_Work to complete_
Reproduce exactly the opening lines of the listing, stopping after the line that contains "large) fragment file." and including it.

_Exercise input_
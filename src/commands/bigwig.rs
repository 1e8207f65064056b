//! `bigwig` command: fragments -> genome coverage bigWig.
//!
//! Thin collaborator: validates inputs exist before doing any work (fail
//! fast, matching the original tool's existence checks), applies the
//! chromosome-prefix rewrite, then delegates to [`crate::coverage`] and
//! [`crate::bigwig`].

use crate::bigwig::{emit, resolve_writer};
use crate::coverage::compute_coverage;
use crate::error::Result;
use crate::fragment::read_fragments;
use crate::runtime;
use crate::types::{ChromSizes, FragmentRecord};

pub struct BigwigCommand {
    pub chrom_sizes_path: std::path::PathBuf,
    pub fragments_path: std::path::PathBuf,
    pub output_path: std::path::PathBuf,
    pub normalize: bool,
    pub scaling_factor: f64,
    pub cut_sites: bool,
    pub writer_name: String,
    pub chrom_prefix: Option<String>,
}

impl BigwigCommand {
    pub fn run(&self) -> Result<()> {
        crate::error::require_exists(&self.chrom_sizes_path)?;
        crate::error::require_exists(&self.fragments_path)?;

        if let Some(prefix) = &self.chrom_prefix {
            if prefix.is_empty() {
                return Err(crate::error::FragmentError::SchemaMismatch {
                    path: self.fragments_path.clone(),
                    message: "--chrom-prefix must not be empty; omit the flag instead".to_string(),
                });
            }
        }
        runtime::set_chrom_prefix(self.chrom_prefix.clone());

        // Resolving the writer name fails before any file I/O happens, even
        // before we read the (possibly large) fragment file.
        let _ = resolve_writer_dry_run(&self.writer_name)?;

        let chrom_sizes = ChromSizes::from_file(&self.chrom_sizes_path)?;
        let mut fragments = read_fragments(&self.fragments_path)?;
        apply_chrom_prefix(&mut fragments);
        log::info!(
            "{}: {} fragments loaded across {} chromosomes",
            self.fragments_path.display(),
            fragments.len(),
            chrom_sizes.len()
        );

        let coverage = compute_coverage(
            &fragments,
            &chrom_sizes,
            self.cut_sites,
            self.normalize,
            self.scaling_factor,
        )?;

        let mut writer = resolve_writer(&self.writer_name, &self.output_path)?;
        emit(writer.as_mut(), &chrom_sizes, &coverage)?;
        writer.close()?;

        log::info!("wrote {}", self.output_path.display());
        Ok(())
    }
}

/// Validate the writer name without touching the filesystem, by probing
/// against a path in a directory that is guaranteed to exist (the parent of
/// the real output path would be created as a side effect otherwise).
fn resolve_writer_dry_run(name: &str) -> Result<()> {
    match name {
        "primary" | "alternate" => Ok(()),
        other => Err(crate::error::FragmentError::UnknownWriter {
            name: other.to_string(),
        }),
    }
}

/// Rewrite every fragment's chromosome name with the globally-configured
/// `--chrom-prefix`, a no-op when no prefix was set.
fn apply_chrom_prefix(fragments: &mut [FragmentRecord]) {
    for frag in fragments {
        frag.chrom = runtime::apply_chrom_prefix(&frag.chrom);
    }
}

#[cfg(test)]
mod tests {
    use super::*;
    use serial_test::serial;

    #[test]
    #[serial]
    fn test_apply_chrom_prefix_rewrites_every_fragment() {
        runtime::set_chrom_prefix(Some("mm10".to_string()));
        let mut fragments = vec![
            FragmentRecord::new("chr1", 0, 10, "BC1", 1),
            FragmentRecord::new("chr2", 0, 10, "BC2", 1),
        ];
        apply_chrom_prefix(&mut fragments);
        runtime::set_chrom_prefix(None);

        assert_eq!(fragments[0].chrom, "mm10_chr1");
        assert_eq!(fragments[1].chrom, "mm10_chr2");
    }

    #[test]
    #[serial]
    fn test_apply_chrom_prefix_is_noop_when_unset() {
        runtime::set_chrom_prefix(None);
        let mut fragments = vec![FragmentRecord::new("chr1", 0, 10, "BC1", 1)];
        apply_chrom_prefix(&mut fragments);
        assert_eq!(fragments[0].chrom, "chr1");
    }
}
//! Fragment file reading: the Fragment Reader (L) collaborator.
//!
//! Streams a tab-separated fragment file (plain or gzip-compressed, detected
//! by a `.gz` suffix) into typed [`FragmentRecord`]s. Grounded on the BED
//! reader this toolkit already has, generalized from BED3/BED6 columns to
//! the fragment schema (`chrom, start, end, barcode, [count]`).

use crate::error::{FragmentError, Result};
use crate::types::FragmentRecord;
use flate2::read::MultiGzDecoder;
use std::fs::File;
use std::io::{BufRead, BufReader, Read};
use std::path::{Path, PathBuf};

/// A streaming fragment file reader.
pub struct FragmentReader<R: Read> {
    reader: BufReader<R>,
    path: PathBuf,
    line_number: usize,
    buffer: String,
}

impl FragmentReader<Box<dyn Read>> {
    /// Open a fragment file from a path, transparently decompressing it if
    /// the path ends in `.gz`.
    pub fn from_path<P: AsRef<Path>>(path: P) -> Result<Self> {
        let path = path.as_ref();
        crate::error::require_exists(path)?;
        let file = File::open(path)?;
        let reader: Box<dyn Read> = if path.extension().is_some_and(|e| e == "gz") {
            Box::new(MultiGzDecoder::new(file))
        } else {
            Box::new(file)
        };
        Ok(FragmentReader {
            reader: BufReader::with_capacity(1 << 20, reader),
            path: path.to_path_buf(),
            line_number: 0,
            buffer: String::with_capacity(256),
        })
    }
}

impl<R: Read> FragmentReader<R> {
    /// Wrap an already-decompressed reader (mainly for tests).
    pub fn new(reader: R, path: impl Into<PathBuf>) -> Self {
        Self {
            reader: BufReader::new(reader),
            path: path.into(),
            line_number: 0,
            buffer: String::with_capacity(256),
        }
    }

    /// Read the next record, skipping comment/blank lines.
    pub fn read_record(&mut self) -> Result<Option<FragmentRecord>> {
        loop {
            self.buffer.clear();
            let bytes_read = self.reader.read_line(&mut self.buffer)?;
            if bytes_read == 0 {
                return Ok(None);
            }
            self.line_number += 1;

            let line = self.buffer.trim_end_matches(['\n', '\r']);
            if line.is_empty() || line.starts_with('#') {
                continue;
            }
            return self.parse_line(line).map(Some);
        }
    }

    fn parse_line(&self, line: &str) -> Result<FragmentRecord> {
        let mut fields = line.split('\t');
        let err = |message: String| FragmentError::SchemaMismatch {
            path: self.path.clone(),
            message,
        };

        let chrom = fields
            .next()
            .ok_or_else(|| err("missing chrom column".to_string()))?;
        let start_str = fields
            .next()
            .ok_or_else(|| err("missing start column".to_string()))?;
        let end_str = fields
            .next()
            .ok_or_else(|| err("missing end column".to_string()))?;
        let barcode = fields
            .next()
            .ok_or_else(|| err("fragment rows need at least 4 columns".to_string()))?;
        let count_str = fields.next();

        let start: i32 = start_str.parse().map_err(|_| FragmentError::Parse {
            path: self.path.clone(),
            line: self.line_number,
            message: format!("invalid start: '{start_str}'"),
        })?;
        let end: i32 = end_str.parse().map_err(|_| FragmentError::Parse {
            path: self.path.clone(),
            line: self.line_number,
            message: format!("invalid end: '{end_str}'"),
        })?;
        if start < 0 {
            return Err(FragmentError::Parse {
                path: self.path.clone(),
                line: self.line_number,
                message: format!("negative start: {start}"),
            });
        }
        if end <= start {
            return Err(FragmentError::Parse {
                path: self.path.clone(),
                line: self.line_number,
                message: format!("end ({end}) <= start ({start})"),
            });
        }

        let count = match count_str {
            None | Some(".") => 1,
            Some(s) => s.parse().map_err(|_| FragmentError::Parse {
                path: self.path.clone(),
                line: self.line_number,
                message: format!("invalid count: '{s}'"),
            })?,
        };
        if count <= 0 {
            return Err(FragmentError::Parse {
                path: self.path.clone(),
                line: self.line_number,
                message: format!("non-positive count: {count}"),
            });
        }

        Ok(FragmentRecord::new(chrom, start, end, barcode, count))
    }

    pub fn records(self) -> FragmentRecordIter<R> {
        FragmentRecordIter { reader: self }
    }
}

pub struct FragmentRecordIter<R: Read> {
    reader: FragmentReader<R>,
}

impl<R: Read> Iterator for FragmentRecordIter<R> {
    type Item = Result<FragmentRecord>;

    fn next(&mut self) -> Option<Self::Item> {
        match self.reader.read_record() {
            Ok(Some(record)) => Some(Ok(record)),
            Ok(None) => None,
            Err(e) => Some(Err(e)),
        }
    }
}

/// Read every fragment from a path into memory, for the coverage engine
/// (which needs random per-chromosome access during depth accumulation).
pub fn read_fragments<P: AsRef<Path>>(path: P) -> Result<Vec<FragmentRecord>> {
    FragmentReader::from_path(path)?.records().collect()
}

#[cfg(test)]
mod tests {
    use super::*;

    #[test]
    fn test_parse_plain() {
        let content = "chr1\t100\t200\tBC1\nchr1\t300\t400\tBC2\t3\n";
        let reader = FragmentReader::new(content.as_bytes(), "test.tsv");
        let records: Vec<_> = reader.records().collect::<Result<_>>().unwrap();
        assert_eq!(records.len(), 2);
        assert_eq!(records[0].count, 1);
        assert_eq!(records[1].count, 3);
    }

    #[test]
    fn test_dot_count_defaults_to_one() {
        let content = "chr1\t100\t200\tBC1\t.\n";
        let reader = FragmentReader::new(content.as_bytes(), "test.tsv");
        let records: Vec<_> = reader.records().collect::<Result<_>>().unwrap();
        assert_eq!(records[0].count, 1);
    }

    #[test]
    fn test_skip_comments_and_blank() {
        let content = "# header\n\nchr1\t100\t200\tBC1\n";
        let reader = FragmentReader::new(content.as_bytes(), "test.tsv");
        let records: Vec<_> = reader.records().collect::<Result<_>>().unwrap();
        assert_eq!(records.len(), 1);
    }

    #[test]
    fn test_invalid_end_before_start() {
        let content = "chr1\t200\t100\tBC1\n";
        let reader = FragmentReader::new(content.as_bytes(), "test.tsv");
        let result: Result<Vec<_>> = reader.records().collect();
        assert!(result.is_err());
    }

    #[test]
    fn test_too_few_columns() {
        let content = "chr1\t100\t200\n";
        let reader = FragmentReader::new(content.as_bytes(), "test.tsv");
        let result: Result<Vec<_>> = reader.records().collect();
        assert!(matches!(result, Err(FragmentError::SchemaMismatch { .. })));
    }
}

_Written answer_
filename src/commands/bigwig.rs
repository 1e8207f65064056b
//! `bigwig` command: fragments -> genome coverage bigWig.
//!
//! Thin collaborator: validates inputs exist before doing any work (fail
//! fast, matching the original tool's existence checks), applies the
//! chromosome-prefix rewrite, then delegates to [`crate::coverage`] and
//! [`crate::bigwig`].

use crate::bigwig::{emit, resolve_writer};
use crate::coverage::compute_coverage;
use crate::error::Result;
use crate::fragment::read_fragments;
use crate::runtime;
use crate::types::{ChromSizes, FragmentRecord};

pub struct BigwigCommand {
    pub chrom_sizes_path: std::path::PathBuf,
    pub fragments_path: std::path::PathBuf,
    pub output_path: std::path::PathBuf,
    pub normalize: bool,
    pub scaling_factor: f64,
    pub cut_sites: bool,
    pub writer_name: String,
    pub chrom_prefix: Option<String>,
}

impl BigwigCommand {
    pub fn run(&self) -> Result<()> {
        crate::error::require_exists(&self.chrom_sizes_path)?;
        crate::error::require_exists(&self.fragments_path)?;

        if let Some(prefix) = &self.chrom_prefix {
            if prefix.is_empty() {
                return Err(crate::error::FragmentError::SchemaMismatch {
                    path: self.fragments_path.clone(),
                    message: "--chrom-prefix must not be empty; omit the flag instead".to_string(),
                });
            }
        }
        runtime::set_chrom_prefix(self.chrom_prefix.clone());

        // Resolving the writer name fails before any file I/O happens, even
        // before we read the (possibly large) fragment file.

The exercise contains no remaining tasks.